Algunas de las cosas que me pasan a diario
despiertan en mí reflexiones que, más tarde o más temprano, necesito volcar de
una de las maneras con las que más disfruto para comunicarme con los demás:
escribir. La otra es hablar que, aunque no siempre, es el deporte que más
practico por profesión y por devoción. También tengo que decir que la
edad reposa mis ideas y me deja disfrutar de ellas saboreando preciosos
momentos de silencio que comparto con muy pocas personas y hasta con ninguna.
Total que ayer, hablando con una buena
amiga (ya os lo decía o) a la que admiro y aprecio por su arranque, su talante
currante y su coraje luchador, me decía con una sonrisa que esto que estoy
haciendo yo, lo de escribir novelas, es algo que quedará para la posteridad,
para cuando ya no esté en este mundo. Algo así como un legado que podré dejar a
mis hijas y a la humanidad a modo de "ahí tenéis la herencia de vuestra
madre que un día decidió ofrecerle al mundo sus escritos".

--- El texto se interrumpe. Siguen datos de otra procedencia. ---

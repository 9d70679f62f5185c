pub mod line;

use std::collections::VecDeque;
use std::fs::File;
use std::io::{self, BufRead, BufReader, Read};
use std::process::{Child, ChildStdout, Command, Stdio};

use crate::error::ClError;
use line::LineReader;

/// Name used for stdin in diagnostics and on the command line.
pub const STDIN_NAME: &str = "-";

/// A unified line source over stdin or a sequence of files, concatenated in
/// order the way `cat` treats its operands.
pub struct Input {
    sources: VecDeque<Source>,
    current: Option<(String, Box<dyn BufRead>)>,
    lines: LineReader,
}

enum Source {
    Stdin,
    File(String),
    Reader(String, Box<dyn BufRead>),
}

impl Input {
    /// Create an Input from a list of file paths.
    /// If the list is empty, read from stdin.
    pub fn new(files: &[String]) -> Self {
        let sources = if files.is_empty() {
            VecDeque::from([Source::Stdin])
        } else {
            files
                .iter()
                .map(|f| {
                    if f == STDIN_NAME {
                        Source::Stdin
                    } else {
                        Source::File(f.clone())
                    }
                })
                .collect()
        };
        Self::with_sources(sources)
    }

    /// Create an Input over an already-open reader.
    pub fn from_reader(name: impl Into<String>, reader: Box<dyn BufRead>) -> Self {
        Self::with_sources(VecDeque::from([Source::Reader(name.into(), reader)]))
    }

    fn with_sources(sources: VecDeque<Source>) -> Self {
        Input { sources, current: None, lines: LineReader::new() }
    }

    /// Read the next line, without its terminator. Returns None at end of
    /// all input.
    pub fn next_line(&mut self) -> Result<Option<&[u8]>, ClError> {
        loop {
            if self.current.is_none() {
                match self.sources.pop_front() {
                    Some(source) => self.current = Some(open(source)?),
                    None => return Ok(None),
                }
            }
            let Some((name, reader)) = self.current.as_mut() else {
                return Ok(None);
            };

            let more = self
                .lines
                .read(reader.as_mut())
                .map_err(|err| ClError::Read { source: name.clone(), err })?;
            if more {
                return Ok(Some(self.lines.line()));
            }
            // End of this source; move to the next
            self.current = None;
        }
    }
}

fn open(source: Source) -> Result<(String, Box<dyn BufRead>), ClError> {
    let (name, reader): (String, Box<dyn BufRead>) = match source {
        Source::Stdin => (STDIN_NAME.to_string(), Box::new(BufReader::new(io::stdin()))),
        Source::Reader(name, reader) => (name, reader),
        Source::File(path) => match open_maybe_compressed(&path) {
            Ok(r) => (path, Box::new(BufReader::new(r))),
            Err(err) => return Err(ClError::Open { path, err }),
        },
    };
    Ok((name, reader))
}

/// Open a file, decompressing transparently if its extension says so.
pub fn open_maybe_compressed(path: &str) -> io::Result<Box<dyn Read>> {
    let Some(cmd) = decompressor(path) else {
        return Ok(Box::new(File::open(path)?));
    };

    // Surface a missing file as NotFound instead of a decompressor complaint
    std::fs::metadata(path)?;

    let mut child = Command::new(cmd)
        .args(["-dc", path])
        .stdout(Stdio::piped())
        .stderr(Stdio::null())
        .spawn()
        .map_err(|e| {
            io::Error::new(e.kind(), format!("cannot run '{}' to decompress: {}", cmd, e))
        })?;

    let Some(stdout) = child.stdout.take() else {
        let _ = child.kill();
        let _ = child.wait();
        return Err(io::Error::other(format!("'{}' has no stdout", cmd)));
    };
    Ok(Box::new(Decompressed { cmd, child, stdout, reaped: false }))
}

/// Output of a decompressor process. End of output only counts as end of
/// input once the process has exited successfully; a failing decompressor
/// (corrupt or truncated archive) turns into a read error.
struct Decompressed {
    cmd: &'static str,
    child: Child,
    stdout: ChildStdout,
    reaped: bool,
}

impl Read for Decompressed {
    fn read(&mut self, buf: &mut [u8]) -> io::Result<usize> {
        let n = self.stdout.read(buf)?;
        if n > 0 || buf.is_empty() || self.reaped {
            return Ok(n);
        }
        let status = self.child.wait()?;
        self.reaped = true;
        if status.success() {
            Ok(0)
        } else {
            Err(io::Error::other(format!("'{} -dc' failed ({})", self.cmd, status)))
        }
    }
}

impl Drop for Decompressed {
    fn drop(&mut self) {
        if !self.reaped {
            let _ = self.child.kill();
            let _ = self.child.wait();
        }
    }
}

/// Decompressor command for a compressed path, if any.
pub fn decompressor(path: &str) -> Option<&'static str> {
    if path.ends_with(".gz") || path.ends_with(".tgz") {
        Some("gzip")
    } else if path.ends_with(".zst") || path.ends_with(".zstd") {
        Some("zstd")
    } else if path.ends_with(".bz2") {
        Some("bzip2")
    } else if path.ends_with(".xz") {
        Some("xz")
    } else if path.ends_with(".lz4") {
        Some("lz4")
    } else {
        None
    }
}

Y eso me hizo pensar. Mucho más de lo que hubiera imaginado hasta el día de ayer. Es que ni siquiera me
lo había planteado. Escribo porque me gusta. Qué digo me gusta, ¡me encanta!
Escribo porque sí, y nunca me había parado a pensar que quizás algún día
alguien tome entre sus manos una de mis novelas y sonría pensando: - Mira, la
novela tal o cual que escribió Pepa Fraile. ¡Qué vértigo!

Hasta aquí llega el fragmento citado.